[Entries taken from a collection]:
┄┄┄┄┄┄┄┄┄┄

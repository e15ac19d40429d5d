//! RemoteBrain host agent: entry point.
//!
//! Accepts WebSocket connections from RemoteBrain devices, pairs them with a
//! six-digit code shown in this process's log, and injects input from
//! trusted devices.
//!
//! # Usage
//!
//! ```text
//! rb-agent [OPTIONS]
//!
//! Options:
//!   --host              <IP>    Bind address [default: 0.0.0.0]
//!   --port              <PORT>  WebSocket port [default: 8765]
//!   --trusted-registry  <PATH>  Trusted-device file [default: trusted_devices.json]
//!   --rate-limit        <N>     Messages per device per second, 0 = off [default: 30]
//!   --replay-window     <N>     Remembered nonces/ids per device [default: 200]
//!   --max-clock-skew-ms <MS>    Timestamp window, 0 = off [default: 0]
//!   --pairing-code      <CODE>  Fixed pairing code [default: random per request]
//!   --max-pair-attempts <N>     Wrong codes before a device is locked out [default: 3]
//!   --pair-lockout-ms   <MS>    Lockout duration [default: 60000]
//! ```
//!
//! # Environment variable overrides
//!
//! | Variable                     | Default                |
//! |------------------------------|------------------------|
//! | `RB_AGENT_HOST`              | `0.0.0.0`              |
//! | `RB_AGENT_PORT`              | `8765`                 |
//! | `RB_AGENT_TRUSTED_REGISTRY`  | `trusted_devices.json` |
//! | `RB_AGENT_RATE_LIMIT`        | `30`                   |
//! | `RB_AGENT_REPLAY_WINDOW`     | `200`                  |
//! | `RB_AGENT_MAX_CLOCK_SKEW_MS` | `0`                    |
//! | `RB_AGENT_PAIRING_CODE`      | unset                  |
//! | `RB_AGENT_MAX_PAIR_ATTEMPTS` | `3`                    |
//! | `RB_AGENT_PAIR_LOCKOUT_MS`   | `60000`                |
//!
//! Audit records are logged on the `audit` target; `RUST_LOG=info,audit=info`
//! keeps them, `RUST_LOG=audit=off` drops them.

use std::net::SocketAddr;
use std::path::PathBuf;
use std::sync::{
    atomic::{AtomicBool, Ordering},
    Arc,
};

use anyhow::Context;
use clap::Parser;
use tokio::sync::Mutex;
use tracing::info;
use tracing_subscriber::EnvFilter;

use rb_agent::application::{AgentService, TrustStore};
use rb_agent::domain::config::DEFAULT_PORT;
use rb_agent::domain::AgentConfig;
use rb_agent::infrastructure::{run_server, JsonTrustStore, LoggingInputSink};
use rb_core::protocol::messages::PAIRING_CODE_TTL_MS;

// ── CLI argument definitions ──────────────────────────────────────────────────

/// RemoteBrain host agent.
#[derive(Debug, Parser)]
#[command(name = "rb-agent", about = "Host agent for RemoteBrain devices", version)]
struct Cli {
    /// IP address to bind.  `127.0.0.1` accepts local connections only.
    #[arg(long, default_value = "0.0.0.0", env = "RB_AGENT_HOST")]
    host: String,

    /// WebSocket port.
    #[arg(long, default_value_t = DEFAULT_PORT, env = "RB_AGENT_PORT")]
    port: u16,

    /// JSON file holding trusted devices.
    #[arg(long, default_value = "trusted_devices.json", env = "RB_AGENT_TRUSTED_REGISTRY")]
    trusted_registry: PathBuf,

    /// Accepted messages per device per second.  0 disables the limit.
    #[arg(long, default_value_t = 30, env = "RB_AGENT_RATE_LIMIT")]
    rate_limit: u32,

    /// Nonces and ids remembered per device for replay detection.
    #[arg(long, default_value_t = 200, env = "RB_AGENT_REPLAY_WINDOW")]
    replay_window: usize,

    /// Maximum distance between an envelope's ts and the host clock.  0 disables the check.
    #[arg(long, default_value_t = 0, env = "RB_AGENT_MAX_CLOCK_SKEW_MS")]
    max_clock_skew_ms: u64,

    /// Fixed six-digit pairing code.  Without it a fresh code is drawn per request.
    #[arg(long, env = "RB_AGENT_PAIRING_CODE")]
    pairing_code: Option<String>,

    /// Wrong pairing codes a device may send before it is locked out.
    #[arg(long, default_value_t = 3, env = "RB_AGENT_MAX_PAIR_ATTEMPTS")]
    max_pair_attempts: u32,

    /// How long a pairing lockout lasts.
    #[arg(long, default_value_t = 60_000, env = "RB_AGENT_PAIR_LOCKOUT_MS")]
    pair_lockout_ms: u64,
}

impl Cli {
    fn into_agent_config(self) -> anyhow::Result<AgentConfig> {
        let bind_addr: SocketAddr = format!("{}:{}", self.host, self.port)
            .parse()
            .with_context(|| format!("invalid bind address: '{}:{}'", self.host, self.port))?;

        Ok(AgentConfig {
            bind_addr,
            registry_path: self.trusted_registry,
            rate_limit_per_sec: self.rate_limit,
            replay_window: self.replay_window,
            pairing_code_ttl_ms: PAIRING_CODE_TTL_MS,
            max_clock_skew_ms: self.max_clock_skew_ms,
            pairing_code: self.pairing_code,
            max_pair_attempts: self.max_pair_attempts,
            pair_lockout_ms: self.pair_lockout_ms,
            ..AgentConfig::default()
        })
    }
}

// ── Entry point ───────────────────────────────────────────────────────────────

#[tokio::main]
async fn main() -> anyhow::Result<()> {
    tracing_subscriber::fmt()
        .with_env_filter(
            EnvFilter::try_from_default_env().unwrap_or_else(|_| EnvFilter::new("info")),
        )
        .init();

    let config = Cli::parse().into_agent_config()?;

    let registry = JsonTrustStore::load(&config.registry_path).with_context(|| {
        format!("failed to load trusted registry {}", config.registry_path.display())
    })?;
    for device in registry.devices() {
        info!("trusted: {} ({})", device.device_name, device.device_id);
    }

    let bind_addr = config.bind_addr;
    let fixed_code = config.pairing_code.is_some();
    let service = AgentService::new(config, Box::new(registry), Box::new(LoggingInputSink))
        .context("invalid --pairing-code")?;
    if fixed_code {
        info!("pairing code: {}", service.pairing_code());
    } else {
        info!("a pairing code is shown here when a device asks to pair");
    }

    let running = Arc::new(AtomicBool::new(true));
    let running_clone = Arc::clone(&running);
    tokio::spawn(async move {
        match tokio::signal::ctrl_c().await {
            Ok(()) => {
                info!("received Ctrl+C, shutting down");
                running_clone.store(false, Ordering::Relaxed);
            }
            Err(e) => tracing::error!("failed to listen for Ctrl+C signal: {e}"),
        }
    });

    run_server(bind_addr, Arc::new(Mutex::new(service)), running).await?;

    info!("RemoteBrain agent stopped");
    Ok(())
}

// ── Tests ─────────────────────────────────────────────────────────────────────

#[cfg(test)]
mod tests {
    use super::*;

    #[test]
    fn test_cli_defaults_produce_default_config() {
        // Arrange
        let cli = Cli::parse_from(["rb-agent"]);

        // Act
        let config = cli.into_agent_config().unwrap();

        // Assert
        assert_eq!(config, AgentConfig::default());
    }

    #[test]
    fn test_cli_flags_override_defaults() {
        let cli = Cli::parse_from([
            "rb-agent",
            "--host",
            "127.0.0.1",
            "--port",
            "9000",
            "--rate-limit",
            "5",
            "--pairing-code",
            "246810",
            "--max-pair-attempts",
            "5",
        ]);

        let config = cli.into_agent_config().unwrap();

        assert_eq!(config.bind_addr.to_string(), "127.0.0.1:9000");
        assert_eq!(config.rate_limit_per_sec, 5);
        assert_eq!(config.pairing_code.as_deref(), Some("246810"));
        assert_eq!(config.max_pair_attempts, 5);
    }

    #[test]
    fn test_invalid_host_is_an_error() {
        let cli = Cli::parse_from(["rb-agent", "--host", "not-an-ip"]);
        assert!(cli.into_agent_config().is_err());
    }
}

┄┄┄┄┄┄┄┄┄┄

[Aim of the task]: Please tally the lines above that contain "AgentService" and report nothing but the total.

[Output for this exercise]: 2